WHAT YOU NEED TO DO:
Using the records below, count the lines containing "content" and give only the total.

PROVIDED ENTRIES:

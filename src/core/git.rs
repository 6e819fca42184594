//! Repository reads and writes, all through the `git` executable.
//!
//! This module provides [`GitRepo`], the only type that builds git argument
//! lists. Readers parse one invocation's output each; mutating operations are a
//! single invocation (or a short fixed sequence) that either succeeds or
//! returns the captured git output as the error.
//!
//! # Public API
//! - [`GitRepo`]: Status reader and mutating operations over a [`GitRunner`]
//! - [`select_backups`]: Backup filtering and newest-first ordering
//!
//! # Key Features
//! - **Empty repositories**: history and diff readers return empty results
//!   instead of failing before the first commit
//! - **Naming conventions**: experiments and backups are found by branch prefix
//! - **Testability**: every call goes through [`GitRunner`], so workflows can be
//!   exercised against a scripted runner

use crate::core::{
    error::{Result, SmoothError},
    naming::{backup_prefix, experiment_timestamp, is_experiment},
    parse::{
        count_lines, parse_log, parse_numstat, parse_porcelain, parse_refs, pseudo_diff,
        unquote_path, RefEntry, LOG_FORMAT, REF_FORMAT,
    },
    runner::{GitRunner, SystemGit},
    state::{BackupInfo, BranchInfo, CommitInfo, DiffStat, DiffSummary, FileChange},
};
use std::fs::{self, OpenOptions};
use std::io::Write;
use std::path::{Path, PathBuf};

pub const IGNORE_FILE: &str = ".gitignore";
pub const REMOTE_NAME: &str = "origin";

pub struct GitRepo<R: GitRunner = SystemGit> {
    runner: R,
    workdir: PathBuf,
}

impl GitRepo<SystemGit> {
    /// Open the repository whose working tree contains `path`
    pub fn discover<P: AsRef<Path>>(path: P) -> Result<Self> {
        let probe = SystemGit::new(path.as_ref());
        let toplevel = probe
            .run(&["rev-parse", "--show-toplevel"])
            .map_err(|e| match e {
                SmoothError::Io(io) => SmoothError::Io(io),
                _ => SmoothError::NotInGitRepo,
            })?;

        let workdir = PathBuf::from(toplevel.trim());
        log::debug!("Opened repository at {}", workdir.display());
        Ok(GitRepo::with_runner(SystemGit::new(&workdir), workdir))
    }
}

impl<R: GitRunner> GitRepo<R> {
    pub fn with_runner(runner: R, workdir: impl Into<PathBuf>) -> Self {
        Self {
            runner,
            workdir: workdir.into(),
        }
    }

    pub fn workdir(&self) -> &Path {
        &self.workdir
    }

    pub fn runner(&self) -> &R {
        &self.runner
    }

    /// Run git and trim surrounding whitespace from its output
    fn git(&self, args: &[&str]) -> Result<String> {
        Ok(self.runner.run(args)?.trim().to_string())
    }

    fn succeeds(&self, args: &[&str]) -> bool {
        self.runner.run(args).is_ok()
    }

    // === Status reader ===

    pub fn current_branch(&self) -> Result<String> {
        match self.git(&["symbolic-ref", "--short", "HEAD"]) {
            Ok(branch) => Ok(branch),
            // Detached HEAD has no symbolic ref
            Err(SmoothError::GitCommand { .. }) => self.git(&["rev-parse", "--abbrev-ref", "HEAD"]),
            Err(e) => Err(e),
        }
    }

    pub fn has_commits(&self) -> bool {
        self.succeeds(&["rev-parse", "--verify", "--quiet", "HEAD"])
    }

    pub fn has_uncommitted_changes(&self) -> Result<bool> {
        Ok(!self.git(&["status", "--porcelain"])?.is_empty())
    }

    pub fn is_on_main_branch(&self) -> Result<bool> {
        let branch = self.current_branch()?;
        Ok(branch == "main" || branch == "master")
    }

    /// `main` if it exists, else `master` if it exists, else `main`
    pub fn main_branch_name(&self) -> Result<String> {
        let branches = self.list_branches()?;
        let exists = |name: &str| branches.iter().any(|b| b.name == name);

        let name = if exists("main") {
            "main"
        } else if exists("master") {
            "master"
        } else {
            "main"
        };
        Ok(name.to_string())
    }

    pub fn changed_files(&self) -> Result<Vec<FileChange>> {
        // Untrimmed: the first status column may be a space
        let output = self.runner.run(&["status", "--porcelain"])?;
        Ok(parse_porcelain(&output))
    }

    /// Most recent commits first; empty before the first commit
    pub fn commit_history(&self, limit: usize) -> Result<Vec<CommitInfo>> {
        if !self.has_commits() {
            return Ok(Vec::new());
        }

        let count = format!("-{limit}");
        let output = self.git(&["log", &count, LOG_FORMAT])?;
        Ok(parse_log(&output))
    }

    pub fn last_commit(&self) -> Result<Option<CommitInfo>> {
        Ok(self.commit_history(1)?.into_iter().next())
    }

    fn list_refs(&self) -> Result<Vec<RefEntry>> {
        let output = self.git(&["for-each-ref", REF_FORMAT, "refs/heads"])?;
        Ok(parse_refs(&output))
    }

    pub fn list_branches(&self) -> Result<Vec<BranchInfo>> {
        Ok(self
            .list_refs()?
            .into_iter()
            .map(|r| BranchInfo {
                name: r.name,
                is_current: r.is_current,
            })
            .collect())
    }

    pub fn branch_exists(&self, name: &str) -> Result<bool> {
        Ok(self.list_branches()?.iter().any(|b| b.name == name))
    }

    /// Experiment branches, newest first; names without a timestamp go last
    pub fn list_experiments(&self) -> Result<Vec<BranchInfo>> {
        let mut experiments: Vec<BranchInfo> = self
            .list_branches()?
            .into_iter()
            .filter(|b| is_experiment(&b.name))
            .collect();

        experiments.sort_by(|a, b| experiment_timestamp(&b.name).cmp(&experiment_timestamp(&a.name)));
        Ok(experiments)
    }

    /// Backups made for `for_branch`, newest first
    pub fn list_backups(&self, for_branch: &str) -> Result<Vec<BackupInfo>> {
        Ok(select_backups(self.list_refs()?, for_branch))
    }

    /// Unified diff for one file, or a readable stand-in when git has none
    pub fn file_diff(&self, path: &str) -> Result<String> {
        if self.workdir.join(path).is_dir() {
            return Ok(format!("new directory: {path}\n(contains untracked files)"));
        }

        let diff = if self.has_commits() {
            self.git(&["diff", "HEAD", "--", path])?
        } else {
            self.git(&["diff", "--", path])?
        };
        if !diff.is_empty() {
            return Ok(diff);
        }

        let status = self.git(&["status", "--porcelain", "--", path])?;
        if status.starts_with("??") {
            let content = fs::read(self.workdir.join(path))?;
            return Ok(pseudo_diff(path, &String::from_utf8_lossy(&content)));
        }

        Ok("No changes in this file".to_string())
    }

    /// Per-file line counts between two commits (`to = None` means the working tree)
    pub fn diff_stat_between(&self, from: &str, to: Option<&str>) -> Result<DiffSummary> {
        let mut args = vec!["diff", "--numstat", from];
        if let Some(to) = to {
            args.push(to);
        }

        let mut summary = DiffSummary::default();
        parse_numstat(&self.git(&args)?, &mut summary);
        Ok(summary)
    }

    /// Line counts for everything not yet saved, untracked files included
    pub fn uncommitted_diff_stat(&self) -> Result<DiffSummary> {
        let tracked = if self.has_commits() {
            self.git(&["diff", "--numstat", "HEAD"])?
        } else {
            self.git(&["diff", "--numstat"])?
        };

        let mut summary = DiffSummary::default();
        parse_numstat(&tracked, &mut summary);

        let untracked = self.git(&["ls-files", "--others", "--exclude-standard"])?;
        for line in untracked.lines().filter(|l| !l.is_empty()) {
            let path = unquote_path(line);
            let additions = fs::read(self.workdir.join(&path))
                .map(|content| count_lines(&content))
                .unwrap_or(0);

            summary.push(DiffStat {
                path,
                additions,
                is_untracked: true,
                ..Default::default()
            });
        }

        Ok(summary)
    }

    pub fn remote_url(&self) -> Option<String> {
        self.git(&["remote", "get-url", REMOTE_NAME])
            .ok()
            .filter(|url| !url.is_empty())
    }

    pub fn has_remote(&self) -> bool {
        self.remote_url().is_some()
    }

    // === Mutating operations ===

    pub fn stage_all(&self) -> Result<()> {
        self.git(&["add", "-A"])?;
        Ok(())
    }

    pub fn stage_files<S: AsRef<str>>(&self, paths: &[S]) -> Result<()> {
        if paths.is_empty() {
            return Ok(());
        }

        let mut args = vec!["add", "--"];
        args.extend(paths.iter().map(AsRef::as_ref));
        self.git(&args)?;
        Ok(())
    }

    /// Commit only `paths`; anything else already staged stays out of the commit
    pub fn commit_paths<S: AsRef<str>>(&self, message: &str, paths: &[S]) -> Result<()> {
        let mut args = vec!["commit", "-m", message, "--"];
        args.extend(paths.iter().map(AsRef::as_ref));
        self.git(&args)?;
        Ok(())
    }

    /// Discard working-tree changes for exactly these paths
    pub fn revert_files<S: AsRef<str>>(&self, paths: &[S]) -> Result<()> {
        if paths.is_empty() {
            return Ok(());
        }

        let mut args = vec!["checkout", "HEAD", "--"];
        args.extend(paths.iter().map(AsRef::as_ref));
        self.git(&args)?;
        Ok(())
    }

    /// Append `pattern` on a new line, creating the ignore file if needed.
    ///
    /// Appending the same pattern twice writes it twice.
    pub fn append_to_ignore_file(&self, pattern: &str) -> Result<()> {
        let path = self.workdir.join(IGNORE_FILE);
        let mut file = OpenOptions::new().create(true).append(true).open(&path)?;
        write!(file, "\n{pattern}")?;
        log::debug!("Appended '{pattern}' to {}", path.display());
        Ok(())
    }

    pub fn add_remote(&self, url: &str) -> Result<()> {
        self.git(&["remote", "add", REMOTE_NAME, url])?;
        Ok(())
    }

    /// Push the current branch to origin and set it as upstream
    pub fn push(&self) -> Result<()> {
        if !self.has_remote() {
            return Err(SmoothError::NoRemoteConfigured);
        }

        let branch = self.current_branch()?;
        self.git(&["push", "-u", REMOTE_NAME, &branch])?;
        Ok(())
    }

    pub fn reset_hard(&self, target: &str) -> Result<()> {
        self.git(&["reset", "--hard", target])?;
        Ok(())
    }

    /// Create `name` at HEAD and switch to it
    pub fn create_branch(&self, name: &str) -> Result<()> {
        self.git(&["checkout", "-b", name])?;
        Ok(())
    }

    /// Create `name` at HEAD without switching
    pub fn branch_at_head(&self, name: &str) -> Result<()> {
        self.git(&["branch", name])?;
        Ok(())
    }

    pub fn switch_branch(&self, name: &str) -> Result<()> {
        self.git(&["checkout", name])?;
        Ok(())
    }

    pub fn merge_branch(&self, name: &str) -> Result<()> {
        self.git(&["merge", name])?;
        Ok(())
    }

    pub fn abort_merge(&self) -> Result<()> {
        self.git(&["merge", "--abort"])?;
        Ok(())
    }

    /// Force-delete, even when the branch is not merged anywhere
    pub fn delete_branch(&self, name: &str) -> Result<()> {
        self.git(&["branch", "-D", name])?;
        Ok(())
    }

    /// Stash local changes; returns whether a stash entry was actually created
    pub fn stash(&self) -> Result<bool> {
        let before = self.stash_head();
        self.git(&["stash"])?;
        Ok(self.stash_head() != before)
    }

    pub fn stash_pop(&self) -> Result<()> {
        self.git(&["stash", "pop"])?;
        Ok(())
    }

    fn stash_head(&self) -> Option<String> {
        self.git(&["rev-parse", "--verify", "--quiet", "refs/stash"]).ok()
    }
}

/// Keep the backups of `for_branch` and order them newest first.
///
/// Backups of nested branch names (`backup/feature/x/...` when asking for
/// `feature`) are excluded.
pub fn select_backups(refs: Vec<RefEntry>, for_branch: &str) -> Vec<BackupInfo> {
    let prefix = backup_prefix(for_branch);

    let mut backups: Vec<BackupInfo> = refs
        .into_iter()
        .filter_map(|r| {
            let timestamp = r.name.strip_prefix(&prefix)?;
            if timestamp.is_empty() || timestamp.contains('/') {
                return None;
            }
            Some(BackupInfo {
                timestamp: timestamp.to_string(),
                for_branch: for_branch.to_string(),
                short_hash: r.short_hash,
                message: r.subject,
                name: r.name,
            })
        })
        .collect();

    backups.sort_by(|a, b| b.timestamp.cmp(&a.timestamp));
    backups
}
//! The presentation-facing API.
//!
//! [`Smooth`] bundles one repository with the loaded configuration and exposes
//! every user-level operation. It enforces the preconditions (experiments
//! enabled, clean tree, on an experiment) so front-ends never call the
//! workflow modules with a repository in the wrong state.

use crate::core::{
    config::{Config, ConfigPatch, CONFIG_FILE},
    dirs::get_legacy_config_directory,
    error::{Result, SmoothError},
    experiment::{self, StashOutcome},
    git::GitRepo,
    naming::{is_backup, is_experiment},
    restore::{self, RestoreReport},
    runner::{GitRunner, SystemGit},
    save::{FileAction, SaveReport, SaveSession},
    state::{BackupInfo, BranchInfo, CommitInfo, DiffSummary, FileChange, RepoStatus},
    theme::Theme,
};
use chrono::NaiveDateTime;
use std::path::{Path, PathBuf};

type Clock = fn() -> NaiveDateTime;

fn local_now() -> NaiveDateTime {
    chrono::Local::now().naive_local()
}

pub struct Smooth<R: GitRunner = SystemGit> {
    repo: GitRepo<R>,
    config: Config,
    config_path: PathBuf,
    clock: Clock,
}

impl Smooth<SystemGit> {
    /// Open the repository containing `path` and load the user's config
    pub fn open<P: AsRef<Path>>(path: P, config_dir: Option<&Path>) -> Result<Self> {
        let repo = GitRepo::discover(path)?;
        let config_path = Config::default_path(config_dir)?;
        let legacy_path = match config_dir {
            Some(_) => None,
            None => get_legacy_config_directory().map(|dir| dir.join(CONFIG_FILE)),
        };
        let config = Config::load_with_legacy(&config_path, legacy_path.as_deref());
        Ok(Smooth::new(repo, config, config_path))
    }
}

impl<R: GitRunner> Smooth<R> {
    pub fn new(repo: GitRepo<R>, config: Config, config_path: PathBuf) -> Self {
        Self {
            repo,
            config,
            config_path,
            clock: local_now,
        }
    }

    /// Replace the clock used for experiment and backup timestamps
    pub fn with_clock(mut self, clock: Clock) -> Self {
        self.clock = clock;
        self
    }

    pub fn repo(&self) -> &GitRepo<R> {
        &self.repo
    }

    pub fn theme(&self) -> Theme {
        self.config.theme()
    }

    pub fn status(&self) -> Result<RepoStatus> {
        let branch = self.repo.current_branch()?;
        let changes = self.repo.changed_files()?;

        Ok(RepoStatus {
            main_branch: self.repo.main_branch_name()?,
            is_on_main: branch == "main" || branch == "master",
            on_experiment: is_experiment(&branch),
            has_changes: !changes.is_empty(),
            changed_files: changes.len(),
            remote_url: self.repo.remote_url(),
            last_commit: self.repo.last_commit()?,
            branch,
        })
    }

    pub fn changed_files(&self) -> Result<Vec<FileChange>> {
        self.repo.changed_files()
    }

    // === Saving ===

    /// Start an interactive review of the current changes
    pub fn review(&self) -> Result<SaveSession> {
        Ok(SaveSession::new(self.repo.changed_files()?))
    }

    /// Execute a reviewed session, auto-syncing when the config asks for it
    pub fn execute_review(&self, session: &mut SaveSession, message: Option<&str>) -> Result<SaveReport> {
        session.execute(&self.repo, message, self.config.auto_sync_enabled)
    }

    /// Save with explicit per-path actions; unlisted paths default to save
    pub fn save(&self, message: Option<&str>, actions: &[(String, FileAction)]) -> Result<SaveReport> {
        let mut session = self.review()?;
        for (path, action) in actions {
            session.set_action_for(path, *action)?;
        }
        self.execute_review(&mut session, message)
    }

    pub fn add_to_ignore(&self, pattern: &str) -> Result<()> {
        self.repo.append_to_ignore_file(pattern.trim())
    }

    // === History and backups ===

    pub fn commit_history(&self, limit: usize) -> Result<Vec<CommitInfo>> {
        self.repo.commit_history(limit)
    }

    /// Back up the current state and hard-reset to `commit`
    pub fn restore(&self, commit: &str) -> Result<RestoreReport> {
        restore::restore_to_commit(&self.repo, commit, self.config.max_backups, (self.clock)())
    }

    /// Backups of the current branch, newest first
    pub fn backups(&self) -> Result<Vec<BackupInfo>> {
        let branch = self.repo.current_branch()?;
        self.repo.list_backups(&branch)
    }

    pub fn restore_backup(&self, name: &str) -> Result<()> {
        if !is_backup(name) {
            return Err(SmoothError::backup_not_found(name));
        }
        restore::restore_backup(&self.repo, name)
    }

    pub fn delete_backup(&self, name: &str) -> Result<()> {
        if !is_backup(name) || !self.repo.branch_exists(name)? {
            return Err(SmoothError::backup_not_found(name));
        }
        self.repo.delete_branch(name)
    }

    pub fn file_diff(&self, path: &str) -> Result<String> {
        self.repo.file_diff(path)
    }

    pub fn uncommitted_diff_stat(&self) -> Result<DiffSummary> {
        self.repo.uncommitted_diff_stat()
    }

    pub fn diff_stat_between(&self, from: &str, to: Option<&str>) -> Result<DiffSummary> {
        self.repo.diff_stat_between(from, to)
    }

    // === Experiments ===

    fn require_experiments(&self) -> Result<()> {
        if self.config.experiments_enabled {
            Ok(())
        } else {
            Err(SmoothError::ExperimentsDisabled)
        }
    }

    /// The current branch, if it is an experiment and the tree is clean
    fn current_experiment(&self, action: &str) -> Result<String> {
        self.require_experiments()?;

        let branch = self.repo.current_branch()?;
        if !is_experiment(&branch) {
            return Err(SmoothError::not_on_experiment(branch));
        }
        if self.repo.has_uncommitted_changes()? {
            return Err(SmoothError::uncommitted_changes(action));
        }
        Ok(branch)
    }

    pub fn experiments(&self) -> Result<Vec<BranchInfo>> {
        self.require_experiments()?;
        self.repo.list_experiments()
    }

    pub fn create_experiment(&self, name: &str) -> Result<String> {
        self.require_experiments()?;
        experiment::create(&self.repo, name, (self.clock)())
    }

    /// Merge the current experiment into main; returns the experiment's name
    pub fn keep_experiment(&self) -> Result<String> {
        let branch = self.current_experiment("keep this experiment")?;
        experiment::keep(&self.repo, &branch)?;
        Ok(branch)
    }

    /// Delete the current experiment and return to main; returns its name
    pub fn abandon_experiment(&self) -> Result<String> {
        let branch = self.current_experiment("abandon this experiment")?;
        experiment::abandon(&self.repo, &branch)?;
        Ok(branch)
    }

    pub fn switch_experiment(&self, target: &str) -> Result<StashOutcome> {
        self.require_experiments()?;
        experiment::switch(&self.repo, target)
    }

    // === Sync ===

    /// Push the current branch, first adding `origin` when a URL is given and none exists.
    ///
    /// Without a remote this fails with [`SmoothError::NoRemoteConfigured`] so
    /// the caller can ask for a URL and try again.
    pub fn sync(&self, remote_url: Option<&str>) -> Result<()> {
        if let Some(url) = remote_url.map(str::trim).filter(|u| !u.is_empty()) {
            if self.repo.has_remote() {
                log::warn!("Remote 'origin' already exists; ignoring {url}");
            } else {
                self.repo.add_remote(url)?;
                log::info!("Added remote origin {url}");
            }
        }
        self.repo.push()
    }

    // === Settings ===

    pub fn config(&self) -> &Config {
        &self.config
    }

    pub fn config_path(&self) -> &Path {
        &self.config_path
    }

    /// Apply `patch` and persist it; the in-memory config only changes if the write succeeds
    pub fn set_config(&mut self, patch: ConfigPatch) -> Result<&Config> {
        let mut updated = self.config.clone();
        updated.apply(patch);
        updated.save_to(&self.config_path)?;
        self.config = updated;
        Ok(&self.config)
    }
}

#[cfg(test)]
mod tests {
    use super::*;
    use crate::core::{parse::FIELD_SEP, runner::fake::FakeGit};
    use chrono::NaiveDate;
    use tempfile::TempDir;

    fn fixed_time() -> NaiveDateTime {
        NaiveDate::from_ymd_opt(2024, 3, 7)
            .unwrap()
            .and_hms_opt(9, 5, 2)
            .unwrap()
    }

    fn app(fake: &FakeGit, experiments: bool) -> Smooth<&FakeGit> {
        let config = Config {
            experiments_enabled: experiments,
            ..Config::default()
        };
        Smooth::new(GitRepo::with_runner(fake, "/nowhere"), config, PathBuf::from("/nowhere/config.json"))
            .with_clock(fixed_time)
    }

    #[test]
    fn test_experiments_gated_by_config() {
        let fake = FakeGit::new();
        let smooth = app(&fake, false);

        assert!(matches!(smooth.create_experiment("x"), Err(SmoothError::ExperimentsDisabled)));
        assert!(matches!(smooth.experiments(), Err(SmoothError::ExperimentsDisabled)));
        assert!(fake.calls().is_empty());
    }

    #[test]
    fn test_create_experiment_at_fixed_time() -> Result<()> {
        let fake = FakeGit::new();
        let smooth = app(&fake, true);

        assert_eq!(smooth.create_experiment("foo")?, "experiment-foo-20240307-090502");
        Ok(())
    }

    #[test]
    fn test_keep_requires_experiment_branch() {
        let fake = FakeGit::new().on(&["symbolic-ref"], "main\n");
        let smooth = app(&fake, true);

        assert!(matches!(smooth.keep_experiment(), Err(SmoothError::NotOnExperiment { .. })));
        assert!(!fake.called("merge"));
    }

    #[test]
    fn test_abandon_requires_clean_tree() {
        let fake = FakeGit::new()
            .on(&["symbolic-ref"], "experiment-x-20240101-000000\n")
            .on(&["status"], " M a.txt\n");
        let smooth = app(&fake, true);

        assert!(matches!(
            smooth.abandon_experiment(),
            Err(SmoothError::UncommittedChanges { .. })
        ));
        assert!(!fake.called("branch -D"));
    }

    #[test]
    fn test_status_reports_experiment_and_counts() -> Result<()> {
        let fake = FakeGit::new()
            .on(&["symbolic-ref"], "experiment-x-20240101-000000\n")
            .on(&["status"], "?? a.txt\n M b.txt\n")
            .on(&["for-each-ref"], &format!("master{FIELD_SEP} {FIELD_SEP}abc{FIELD_SEP}tip"))
            .fail(&["remote"], "error: No such remote 'origin'");
        let smooth = app(&fake, true);

        let status = smooth.status()?;

        assert!(status.on_experiment);
        assert!(!status.is_on_main);
        assert_eq!(status.main_branch, "master");
        assert_eq!(status.changed_files, 2);
        assert!(status.remote_url.is_none());
        Ok(())
    }

    #[test]
    fn test_save_with_unknown_path() {
        let fake = FakeGit::new().on(&["status"], " M a.txt\n");
        let smooth = app(&fake, false);

        let result = smooth.save(Some("msg"), &[("zzz.txt".to_string(), FileAction::Revert)]);
        assert!(matches!(result, Err(SmoothError::UnknownFile { .. })));
    }

    #[test]
    fn test_save_applies_actions() -> Result<()> {
        let fake = FakeGit::new().on(&["status"], " M a.txt\n M b.txt\n");
        let smooth = app(&fake, false);

        let report = smooth.save(Some("Only a"), &[("b.txt".to_string(), FileAction::SkipOnce)])?;

        assert_eq!(report.saved, vec!["a.txt"]);
        assert_eq!(report.skipped, 1);
        assert!(fake.called("add -- a.txt"));
        assert!(!fake.called("push"));
        Ok(())
    }

    #[test]
    fn test_sync_adds_remote_when_missing() -> Result<()> {
        let fake = FakeGit::new()
            .fail_once(&["remote", "get-url"], "error: No such remote 'origin'")
            .on(&["remote", "get-url"], "https://example.com/r.git")
            .on(&["symbolic-ref"], "main");
        let smooth = app(&fake, false);

        smooth.sync(Some("https://example.com/r.git"))?;

        assert!(fake.called("remote add origin https://example.com/r.git"));
        assert!(fake.called("push -u origin main"));
        Ok(())
    }

    #[test]
    fn test_sync_without_remote_is_distinguishable() {
        let fake = FakeGit::new().fail(&["remote", "get-url"], "error: No such remote 'origin'");
        let smooth = app(&fake, false);

        assert!(smooth.sync(None).unwrap_err().is_no_remote());
    }

    #[test]
    fn test_restore_backup_rejects_non_backup_names() {
        let fake = FakeGit::new();
        let smooth = app(&fake, false);

        assert!(matches!(
            smooth.restore_backup("main"),
            Err(SmoothError::BackupNotFound { .. })
        ));
        assert!(fake.calls().is_empty());
    }

    #[test]
    fn test_set_config_persists() -> Result<()> {
        let temp_dir = TempDir::new()?;
        let path = temp_dir.path().join("config.json");
        let fake = FakeGit::new();
        let mut smooth = Smooth::new(GitRepo::with_runner(&fake, "/nowhere"), Config::default(), path.clone());

        smooth.set_config(ConfigPatch::from_setting("experiments", "true")?)?;

        assert!(smooth.config().experiments_enabled);
        assert!(Config::load_from(&path)?.experiments_enabled);
        Ok(())
    }
}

EXERCISE SOLUTION:
3